ソニーのスマホ事業、今やるべき4つのこと

生き残りのために必要な戦略とは?

出荷台数の見込み違いがあったことは確かだ。グローバルでの存在感を高めるために満を持して参入した中国市場から撤退するといった話は、決して良いニュースではない。

しかし、その背景はもう少し分析しておくべきだろう。ソニーが打つべき方策について触れる前に、中国市場の変化について簡単にまとめておきたい。

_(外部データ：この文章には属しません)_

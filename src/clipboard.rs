//! Clipboard access and the "copied" feedback indicator.

use crate::error::{Result, SnippetError};
use crate::models::{Snippet, SnippetId};
use std::future::Future;
use std::io::ErrorKind;
use std::process::Stdio;
use std::sync::{Arc, Mutex, MutexGuard};
use std::time::Duration;
use tokio::io::AsyncWriteExt;
use tokio::process::Command;
use tokio::task::JoinHandle;
use tracing::{debug, warn};

pub const DEFAULT_COPY_FEEDBACK: Duration = Duration::from_secs(2);

/// Asynchronous clipboard write capability
pub trait Clipboard {
    fn write_text(&self, text: &str) -> impl Future<Output = Result<()>> + Send;
}

/// Platform clipboard driven through the usual command-line helpers
#[derive(Debug, Clone, Default)]
pub struct SystemClipboard;

const CLIPBOARD_TOOLS: &[(&str, &[&str])] = &[
    ("wl-copy", &[]),
    ("xclip", &["-selection", "clipboard"]),
    ("xsel", &["--clipboard", "--input"]),
    ("pbcopy", &[]),
    ("clip", &[]),
];

impl SystemClipboard {
    async fn pipe_into(program: &str, args: &[&str], text: &str) -> std::io::Result<bool> {
        let mut child = Command::new(program)
            .args(args)
            .stdin(Stdio::piped())
            .stdout(Stdio::null())
            .stderr(Stdio::null())
            .spawn()?;

        if let Some(mut stdin) = child.stdin.take() {
            if let Err(e) = stdin.write_all(text.as_bytes()).await {
                // kill() also reaps the child
                let _ = child.kill().await;
                return Err(e);
            }
        }

        Ok(child.wait().await?.success())
    }
}

impl Clipboard for SystemClipboard {
    async fn write_text(&self, text: &str) -> Result<()> {
        for (program, args) in CLIPBOARD_TOOLS {
            match Self::pipe_into(program, args, text).await {
                Ok(true) => {
                    debug!(tool = program, "copied to clipboard");
                    return Ok(());
                }
                Ok(false) => debug!(tool = program, "clipboard tool exited with failure"),
                Err(e) if e.kind() == ErrorKind::NotFound => continue,
                Err(e) => debug!(tool = program, error = %e, "clipboard tool failed"),
            }
        }

        Err(SnippetError::Clipboard(
            "no working clipboard tool found (tried wl-copy, xclip, xsel, pbcopy, clip)"
                .to_string(),
        ))
    }
}

#[derive(Debug, Default)]
struct IndicatorState {
    active: Option<SnippetId>,
    generation: u64,
    timer: Option<JoinHandle<()>>,
}

/// Single-slot "copied!" marker that reverts on its own.
///
/// Starting it again supersedes the running timer. Must be started from
/// within a tokio runtime.
#[derive(Debug, Clone)]
pub struct CopyIndicator {
    duration: Duration,
    state: Arc<Mutex<IndicatorState>>,
}

impl Default for CopyIndicator {
    fn default() -> Self {
        Self::new(DEFAULT_COPY_FEEDBACK)
    }
}

impl CopyIndicator {
    pub fn new(duration: Duration) -> Self {
        Self {
            duration,
            state: Arc::new(Mutex::new(IndicatorState::default())),
        }
    }

    pub fn start(&self, id: SnippetId) {
        let mut state = self.lock();
        state.generation += 1;
        state.active = Some(id);
        if let Some(previous) = state.timer.take() {
            previous.abort();
        }

        let generation = state.generation;
        let shared = Arc::clone(&self.state);
        let duration = self.duration;
        state.timer = Some(tokio::spawn(async move {
            tokio::time::sleep(duration).await;
            let mut state = shared.lock().unwrap_or_else(|p| p.into_inner());
            if state.generation == generation {
                state.active = None;
                state.timer = None;
            }
        }));
    }

    /// The snippet currently shown as copied
    pub fn current(&self) -> Option<SnippetId> {
        self.lock().active.clone()
    }

    pub fn is_active(&self, id: &SnippetId) -> bool {
        self.lock().active.as_ref() == Some(id)
    }

    pub fn clear(&self) {
        let mut state = self.lock();
        state.generation += 1;
        state.active = None;
        if let Some(timer) = state.timer.take() {
            timer.abort();
        }
    }

    fn lock(&self) -> MutexGuard<'_, IndicatorState> {
        self.state.lock().unwrap_or_else(|p| p.into_inner())
    }
}

/// Copies a snippet's code and lights the indicator on success.
///
/// A failed copy is logged and the indicator stays as it was.
pub async fn copy_snippet<C: Clipboard>(
    clipboard: &C,
    indicator: &CopyIndicator,
    snippet: &Snippet,
) -> Result<()> {
    match clipboard.write_text(&snippet.code).await {
        Ok(()) => {
            indicator.start(snippet.id.clone());
            Ok(())
        }
        Err(e) => {
            warn!(id = %snippet.id, error = %e, "failed to copy snippet");
            Err(e)
        }
    }
}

まず、昨年と2014年では中国市場で存在感を持つメーカーの顔ぶれが大きく変化している。昨年初頭の段階では、存在感のある中国のスマートフォンメーカーと言えば華為技術(ファーウェイ)ぐらいしかなかった。ところがスマートフォン事業への参入障壁は大きく下がっている。システムLSIメーカーによるハードウェア設計支援の充実、グーグルが提供するAndroidの熟成、EMS事業者側のノウハウ蓄積といったこともあり、小米科技(シャオミ)、レノボ、ユーロンといった新興メーカーが一気に台頭した。

台頭という言葉使いは正確ではない。あまりにもすさまじい成長なのだ。すでにシャオミに至っては、同市場のナンバーワンだった韓国サムスン電子を抜き去り、中国市場におけるトップベンダーになっている。調査会社Canalysによると、2014年第2四半期(4~6月)の中国における台数シェアは、シャオミの14%に対してレノボ、ユーロンがサムスンと同じ12%、ファーウェイも11%ある。シャオミ以外のメーカーが、サムスンを抜き去るのも時間の問題だろう。

新興メーカーの躍進止まらず

新興メーカーの急激な台頭を読めなかったのはソニーだけではない。世界最大のEMSであるフォックスコンも同じだ。シャオミは需要の急伸に対応するため、フォックスコンに発注をかけようとした。ところが無名だったシャオミはフォックスコンの担当者の目からは“小物”と映り、蹴ってしまう。その後、大魚を釣り損ねたフォックスコンのトップであるテリー・ゴウ氏は「誰がシャオミの発注を断ったのだ!」と激怒したという。

事の真偽はともかく、そうした話が語られるほど中国メーカーの伸びは突然で急激なものだったのだ。サムスンもさすがにこの影響から逃れられず、すでに決算で大幅な減益を発表しているが、すでに大きく風呂敷を拡げていることもあって簡単に撤退というわけにもいかない。需要急減で生産は絞ったものの、大量の在庫をまだ抱えたままと言われている。

現在のところ、こうした中国メーカーは中国国内市場でしか売れていないが、時間の問題でアジア各国に拡がっていくとみられる。新興国での販売台数が多かったサムスンは、これから難しい舵取りが求められることになるだろう。

こうした環境下でソニーは、どのような戦略を打ち立てるべきだろうか。中国をはじめとする新興国市場については、まだ風呂敷を大きく拡げる前に見直しをかけることができたという点で”運が良かった”とも言えるだろう。平井氏は今年1月International CESにおける取材で「スマートフォン事業の新興国への拡大が強気すぎると言われているが、市場環境の変化を中止して、想定外の状況が起きたなら、いつでもブレーキをかける」と話していた。当時は聞き流していたコメントだが、中国スマートフォン市場の潮目が変わる瞬間が訪れることを察知していたのかもしれない。

スマートフォン市場は、まだ急変は続く。今後、急伸する中国メーカーのAndroid端末は欧米先進国市場にも攻めあがっていくだろう。そうなるとナンバーワンのサムスンが、なりふり構わず価格競争を始めるかもしれない。